天国的黄昏(62)扬帆归程(3/5)

不想连累傅姊姊,此事我一人所为,与她无干。只是,她那天也是新娘,必也脱不了身!只有你,才能逃出去!而且也只有你,可以重新召集圣兵,为我们报仇!」

「不,我不行!」

洪宣娇忽然好像受了刺激,大声说,「我,我的身体里有东西,跑不出太远,定会让他们抓回来的!」

黄婉梨让她到时趁乱脱身,首先能不能找到机会是一回事,其次就能有机会,嵌在她阴道和肛门深处的两颗缅铃在身子动起来的时候,也会跟着震颤,让她手脚酥软,使不上力气,或许逃不出一里地,她早已因为多次高潮而虚脱了。

更何况,她这么一走了之,她的两个儿子又该如何是好?现在她之所以绝望地被人羁押在船上,受尽屈辱,既因为自己的身体,又为了那两个早已不打算认她的儿子。

江浪迎面拍打在楼船的撞角上,让整艘船忽然剧烈地摇晃了一下,像货物一般装在船舱里的女人们都惊叫一声,像竹筒里的豆子一般,哗啦啦地朝着一边倒了下去,迭罗汉似的摞成了一团。

正在此时,船舱的大门被人打开了,一道惨白色的日光挟着刺骨的江风立时灌进舱内,冻得那些女人都缩成了一团,簌簌发抖。

朱南桂、杨明海带着傅善祥和十几名幼王从外面走了进来,傅善祥的手上端着一个托盘,上面整整齐齐地迭放着一套行头打扮,一顶沉重的红缨角帽压在最上头。

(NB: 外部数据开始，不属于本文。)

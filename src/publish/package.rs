//! Registry packages: npm for `package.json`, crates.io for `Cargo.toml`

use super::{PublishContext, PublishOutcome, Publisher, VerifyOutcome};
use crate::core::config::{ArtifactKind, ManifestKind};
use crate::core::error::{RailError, RailResult};

#[derive(Debug, Default, Clone, Copy)]
pub struct PackagePublisher;

impl PackagePublisher {
  fn manifest_kind(ctx: &PublishContext<'_>) -> RailResult<ManifestKind> {
    ctx.config.manifest_kind().ok_or_else(|| {
      RailError::with_help(
        format!(
          "Cannot tell which registry '{}' publishes to",
          ctx.config.manifest_rel_path().display()
        ),
        "Set manifestFile to a package.json or Cargo.toml",
      )
    })
  }

  fn registry_url(kind: ManifestKind, name: &str, version: &str) -> String {
    match kind {
      ManifestKind::Npm => format!("https://www.npmjs.com/package/{}/v/{}", name, version),
      ManifestKind::Cargo => format!("https://crates.io/crates/{}/{}", name, version),
    }
  }
}

impl Publisher for PackagePublisher {
  fn kind(&self) -> ArtifactKind {
    ArtifactKind::Package
  }

  /// Packaging happens inside `npm publish` and `cargo publish`
  fn build(&self, _ctx: &PublishContext<'_>) -> RailResult<String> {
    Ok(String::new())
  }

  /// In a dry run the registry tool packs and validates without uploading
  fn publish(&self, ctx: &PublishContext<'_>) -> RailResult<PublishOutcome> {
    let manifest = Self::manifest_kind(ctx)?;
    let (program, mut args) = match manifest {
      ManifestKind::Npm => ("npm", vec!["publish", "--access", "public"]),
      ManifestKind::Cargo => ("cargo", vec!["publish", "--no-verify"]),
    };
    if ctx.dry_run {
      args.push("--dry-run");
    }
    let spec = ctx.command(program, &args);

    if ctx.dry_run {
      let output = ctx.run_publish_step(self.kind(), &spec)?;
      tracing::info!(command = %spec.display(), "dry run: package packed, not uploaded");
      return Ok(PublishOutcome::simulated(output.combined()));
    }

    let output = ctx.run_publish_step(self.kind(), &spec)?;
    let name = ctx.config.package_name();
    let version = ctx.version.to_string();
    tracing::info!(package = name, %version, "package published");

    Ok(PublishOutcome {
      published: true,
      url: Some(Self::registry_url(manifest, name, &version)),
      checksum: None,
      binaries: Vec::new(),
      output: output.combined(),
    })
  }

  fn verify(&self, ctx: &PublishContext<'_>) -> RailResult<VerifyOutcome> {
    let name = ctx.config.package_name();
    let version = ctx.version.to_string();
    let target = format!("package {}@{}", name, version);

    match Self::manifest_kind(ctx)? {
      ManifestKind::Npm => {
        let spec_arg = format!("{}@{}", name, version);
        let output = ctx.runner.run(&ctx.probe("npm", &["view", &spec_arg, "version"]))?;
        if output.success() && output.stdout.trim() == version {
          Ok(VerifyOutcome::ok(target, "visible on npm"))
        } else {
          Ok(VerifyOutcome::failed(
            target,
            format!("npm does not list {}; check `npm view {}`", version, spec_arg),
          ))
        }
      }
      ManifestKind::Cargo => {
        // `cargo search` prints `name = "x.y.z"    # description`
        let output = ctx.runner.run(&ctx.probe("cargo", &["search", name, "--limit", "1"]))?;
        let expected = format!("{} = \"{}\"", name, version);
        if output.success() && output.stdout.lines().any(|l| l.starts_with(&expected)) {
          Ok(VerifyOutcome::ok(target, "visible on crates.io"))
        } else {
          Ok(VerifyOutcome::failed(
            target,
            format!("crates.io index does not show {} yet; it may still be propagating", version),
          ))
        }
      }
    }
  }

  fn unpublish(&self, ctx: &PublishContext<'_>) -> RailResult<()> {
    let name = ctx.config.package_name();
    let version = ctx.version.to_string();
    let spec = match Self::manifest_kind(ctx)? {
      ManifestKind::Npm => {
        let spec_arg = format!("{}@{}", name, version);
        ctx.command("npm", &["unpublish", &spec_arg, "--force"])
      }
      // crates.io never deletes; yanking is the closest undo
      ManifestKind::Cargo => ctx.command("cargo", &["yank", "--version", &version, name]),
    };
    ctx.run_publish_step(self.kind(), &spec)?;
    Ok(())
  }
}
//! Integration tests for `shiprail sync`

use crate::helpers::{TestWorkspace, run_shiprail, shiprail, stdout};
use anyhow::Result;

#[test]
fn test_sync_then_check() -> Result<()> {
  let ws = TestWorkspace::new()?;
  ws.add_component("screenshot", "1.2.3")?;
  ws.commit("feat: add screenshot component")?;

  let output = run_shiprail(&ws.path, &["sync", "screenshot", "2.0.0"])?;
  assert!(stdout(&output).contains("Updated 1 file(s) to 2.0.0"));
  assert!(ws.read_file("packages/screenshot/src/version.ts")?.contains("VERSION = \"2.0.0\""));

  run_shiprail(&ws.path, &["sync", "screenshot", "2.0.0", "--check"])?;
  Ok(())
}

#[test]
fn test_second_sync_changes_nothing() -> Result<()> {
  let ws = TestWorkspace::new()?;
  ws.add_component("screenshot", "1.2.3")?;
  ws.commit("feat: add screenshot component")?;

  run_shiprail(&ws.path, &["sync", "screenshot", "v1.3.0"])?;
  let before = ws.read_file("packages/screenshot/src/version.ts")?;

  let output = run_shiprail(&ws.path, &["sync", "screenshot", "1.3.0"])?;
  assert!(stdout(&output).contains("already at 1.3.0"));
  assert_eq!(ws.read_file("packages/screenshot/src/version.ts")?, before);
  Ok(())
}

#[test]
fn test_check_reports_mismatch() -> Result<()> {
  let ws = TestWorkspace::new()?;
  ws.add_component("screenshot", "1.2.3")?;
  ws.commit("feat: add screenshot component")?;

  let output = shiprail(&ws.path, &["sync", "screenshot", "9.9.9", "--check"])?;
  assert_eq!(output.status.code(), Some(3));
  let stderr = String::from_utf8_lossy(&output.stderr);
  assert!(stderr.contains("version.ts"), "{}", stderr);
  Ok(())
}

#[test]
fn test_invalid_version_is_rejected() -> Result<()> {
  let ws = TestWorkspace::new()?;
  ws.add_component("screenshot", "1.2.3")?;
  ws.commit("feat: add screenshot component")?;

  let output = shiprail(&ws.path, &["sync", "screenshot", "two"])?;
  assert_eq!(output.status.code(), Some(1));
  assert!(String::from_utf8_lossy(&output.stderr).contains("Invalid version 'two'"));
  Ok(())
}
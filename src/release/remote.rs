//! Remote mode: dispatch the release workflow and watch it
//!
//! Monitoring is a plain bounded loop: poll, stop on a terminal state, stop
//! on cancellation, stop on timeout, sleep with doubling backoff. A timeout
//! only stops the local wait; the remote run keeps going.

use crate::core::error::{RailResult, ReleaseError};
use crate::core::vcs::GhHost;
use crate::core::vcs::github::WorkflowRun;
use std::sync::Arc;
use std::sync::atomic::{AtomicBool, Ordering};
use std::time::{Duration, Instant};

/// Slice used while sleeping so cancellation is noticed promptly
const SLEEP_SLICE: Duration = Duration::from_millis(100);

/// CI workflow operations
pub trait WorkflowClient: Send + Sync {
  fn trigger(&self, workflow: &str, git_ref: &str, inputs: &[(String, String)]) -> RailResult<()>;

  /// Most recent run of `workflow` on `branch`, if any
  fn latest_run(&self, workflow: &str, branch: &str) -> RailResult<Option<WorkflowRun>>;

  fn run_status(&self, run_id: u64) -> RailResult<WorkflowRun>;
}

impl WorkflowClient for GhHost {
  fn trigger(&self, workflow: &str, git_ref: &str, inputs: &[(String, String)]) -> RailResult<()> {
    self.trigger_workflow(workflow, git_ref, inputs)
  }

  fn latest_run(&self, workflow: &str, branch: &str) -> RailResult<Option<WorkflowRun>> {
    GhHost::latest_run(self, workflow, branch)
  }

  fn run_status(&self, run_id: u64) -> RailResult<WorkflowRun> {
    GhHost::run_status(self, run_id)
  }
}

/// Shared flag a caller sets to stop monitoring
#[derive(Debug, Clone, Default)]
pub struct CancellationToken(Arc<AtomicBool>);

impl CancellationToken {
  pub fn new() -> Self {
    Self::default()
  }

  pub fn cancel(&self) {
    self.0.store(true, Ordering::SeqCst);
  }

  pub fn is_cancelled(&self) -> bool {
    self.0.load(Ordering::SeqCst)
  }
}

#[derive(Debug, Clone, Copy, PartialEq, Eq)]
pub struct PollSettings {
  pub timeout: Duration,
  pub initial_interval: Duration,
  pub max_interval: Duration,
}

impl PollSettings {
  fn next_interval(&self, current: Duration) -> Duration {
    (current * 2).min(self.max_interval)
  }
}

/// Sleep up to `duration`, returning early if cancelled
fn sleep_unless_cancelled(duration: Duration, cancel: &CancellationToken) {
  let deadline = Instant::now() + duration;
  while !cancel.is_cancelled() {
    let now = Instant::now();
    if now >= deadline {
      break;
    }
    std::thread::sleep(SLEEP_SLICE.min(deadline - now));
  }
}

/// Generic bounded poll: `probe` returns Some when done
fn poll_until<T>(
  what: &str,
  settings: &PollSettings,
  cancel: &CancellationToken,
  mut probe: impl FnMut() -> RailResult<Option<T>>,
) -> RailResult<T> {
  let started = Instant::now();
  let mut interval = settings.initial_interval;

  loop {
    if cancel.is_cancelled() {
      return Err(ReleaseError::Cancelled { what: what.to_string() }.into());
    }
    if let Some(done) = probe()? {
      return Ok(done);
    }

    let elapsed = started.elapsed();
    if elapsed >= settings.timeout {
      return Err(
        ReleaseError::Timeout {
          what: what.to_string(),
          after: settings.timeout,
        }
        .into(),
      );
    }

    sleep_unless_cancelled(interval.min(settings.timeout - elapsed), cancel);
    interval = settings.next_interval(interval);
  }
}

/// Dispatch the workflow and wait for its new run to show up
///
/// The run listed before dispatch is remembered so a stale run is never
/// mistaken for ours.
pub fn trigger(
  client: &dyn WorkflowClient,
  workflow: &str,
  branch: &str,
  inputs: &[(String, String)],
  settings: &PollSettings,
  cancel: &CancellationToken,
) -> RailResult<WorkflowRun> {
  let previous = client.latest_run(workflow, branch)?.map(|r| r.id);
  client.trigger(workflow, branch, inputs)?;
  tracing::info!(workflow, branch, "workflow dispatched");

  poll_until("the workflow run to start", settings, cancel, || {
    Ok(
      client
        .latest_run(workflow, branch)?
        .filter(|run| Some(run.id) != previous),
    )
  })
}

/// Watch a run until it completes; a non-success conclusion is an error
pub fn monitor(
  client: &dyn WorkflowClient,
  run_id: u64,
  settings: &PollSettings,
  cancel: &CancellationToken,
) -> RailResult<WorkflowRun> {
  let what = format!("workflow run {}", run_id);
  let run = poll_until(&what, settings, cancel, || {
    let run = client.run_status(run_id)?;
    tracing::debug!(run = run.id, status = %run.status, "workflow status");
    Ok(run.is_complete().then_some(run))
  })?;

  if run.succeeded() {
    tracing::info!(run = run.id, url = %run.url, "workflow succeeded");
    Ok(run)
  } else {
    Err(
      ReleaseError::Workflow {
        run: if run.url.is_empty() { run.id.to_string() } else { run.url.clone() },
        conclusion: run.conclusion.clone(),
      }
      .into(),
    )
  }
}


#[cfg(test)]
mod tests {
  use super::fake::{FakeWorkflow, run};
  use super::*;
  use crate::core::error::{ErrorKind, RailError};

  fn fast() -> PollSettings {
    PollSettings {
      timeout: Duration::from_secs(5),
      initial_interval: Duration::from_millis(1),
      max_interval: Duration::from_millis(4),
    }
  }

  #[test]
  fn test_backoff_doubles_and_caps() {
    let settings = PollSettings {
      timeout: Duration::from_secs(60),
      initial_interval: Duration::from_secs(10),
      max_interval: Duration::from_secs(30),
    };
    assert_eq!(settings.next_interval(Duration::from_secs(10)), Duration::from_secs(20));
    assert_eq!(settings.next_interval(Duration::from_secs(20)), Duration::from_secs(30));
    assert_eq!(settings.next_interval(Duration::from_secs(30)), Duration::from_secs(30));
  }

  #[test]
  fn test_trigger_ignores_stale_run() {
    let client = FakeWorkflow::new(vec![run(42, "queued", "")]);
    *client.previous.lock().unwrap() = Some(run(41, "completed", "success"));
    let inputs = vec![("component".to_string(), "screenshot".to_string())];

    let found = trigger(&client, "release.yml", "main", &inputs, &fast(), &CancellationToken::new()).unwrap();
    assert_eq!(found.id, 42);
    let triggered = client.triggered.lock().unwrap();
    assert_eq!(triggered[0].0, "release.yml");
    assert_eq!(triggered[0].2, inputs);
  }

  #[test]
  fn test_monitor_until_success() {
    let client = FakeWorkflow::new(vec![
      run(42, "queued", ""),
      run(42, "in_progress", ""),
      run(42, "completed", "success"),
    ]);
    let done = monitor(&client, 42, &fast(), &CancellationToken::new()).unwrap();
    assert!(done.succeeded());
    assert_eq!(*client.polls.lock().unwrap(), 3);
  }

  #[test]
  fn test_monitor_reports_failed_conclusion() {
    let client = FakeWorkflow::new(vec![run(7, "completed", "failure")]);
    let err = monitor(&client, 7, &fast(), &CancellationToken::new()).unwrap_err();
    assert!(matches!(
      err,
      RailError::Release(ReleaseError::Workflow { ref conclusion, .. }) if conclusion == "failure"
    ));
  }

  #[test]
  fn test_monitor_times_out() {
    let client = FakeWorkflow::new(vec![run(7, "in_progress", "")]);
    let settings = PollSettings {
      timeout: Duration::from_millis(20),
      initial_interval: Duration::from_millis(5),
      max_interval: Duration::from_millis(5),
    };
    let err = monitor(&client, 7, &settings, &CancellationToken::new()).unwrap_err();
    assert_eq!(err.kind(), ErrorKind::Timeout);
  }

  #[test]
  fn test_cancelled_before_first_poll() {
    let client = FakeWorkflow::new(vec![run(7, "in_progress", "")]);
    let cancel = CancellationToken::new();
    cancel.cancel();
    let err = monitor(&client, 7, &fast(), &cancel).unwrap_err();
    assert_eq!(err.kind(), ErrorKind::Cancelled);
    assert_eq!(*client.polls.lock().unwrap(), 0);
  }
}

朱南桂不怀好意地看着洪宣娇道:「母狗,你这几个儿子可真是孝顺,让我们来送一身衣裳给你,快穿上吧!」

「有和……有福……」

洪宣娇一听,心里顿时一股暖意涌起。

虽然她现在这种境况,身上穿不穿衣裳都已经没什么区别了,但一听是孩子们的主意,瞬间又流露出一丝希望来。

看来,她的孩子们不是不认她,一定是当时迫于无奈,为了保命才那么待她的。

傅善祥把托盘放在洪宣娇的跟前,看了一眼神情有些紧张的黄婉梨,不悦地问:「婉梨,你和这条母狗挨在一起做什么?快起来!」

说着,便伸手把黄婉梨一把拉了起来。

黄婉梨的身上无处可藏东西,只能趁着傅善祥不注意,偷偷地又把几个药瓶重新塞回身下的麻袋里,在傅善祥的拉扯下,跌跌撞撞地站了起来。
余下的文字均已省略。